YOUR TASK – Word for word, repeat each entry that follows.

[[ SOURCE DATA open ]]

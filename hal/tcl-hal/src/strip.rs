//! LED strip transmission primitives

/// Pixel-serial LED strip
///
/// A frame is a frame-start marker followed by one `send_pixel` call per LED,
/// nearest LED first.
pub trait PixelStrip {
    /// Error type for transmit operations
    type Error;

    /// Emit the marker that makes the next pixel land on the first LED
    fn send_frame_start(&mut self) -> Result<(), Self::Error>;

    /// Emit one already-corrected pixel
    fn send_pixel(&mut self, red: u8, green: u8, blue: u8) -> Result<(), Self::Error>;
}
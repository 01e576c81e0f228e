//! Configuration types
//!
//! Board-agnostic configuration structures and the TOML parser that fills
//! them.

pub mod toml;
pub mod types;

pub use toml::{parse_config, ParseError};
pub use types::*;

[[ SOURCE DATA closed ]]

THE ANSWER –
filename hal/tcl-hal/src/strip.rs
//! LED strip transmission primitives

/// Pixel-serial LED strip
///
/// A frame is a frame-start marker followed by one `send_pixel` call per LED,
/// nearest LED first.
pub trait PixelStrip {
    /// Error type for transmit operations
    type Error;

    /// Emit the marker that makes the next pixel land on the first LED
    fn send_frame_start(&mut self) -> Result<(), Self::Error>;

    /// Emit one already-corrected pixel
    fn send_pixel(&mut self, red: u8, green: u8, blue: u8) -> Result<(), Self::Error>;
}
repository 01e576c81e0f228e
//! Configuration types
//!
//! Board-agnostic configuration structures and the TOML parser that fills
//! them.

pub mod toml;
pub mod types;

pub use toml::{parse_config, ParseError};
pub use types::*;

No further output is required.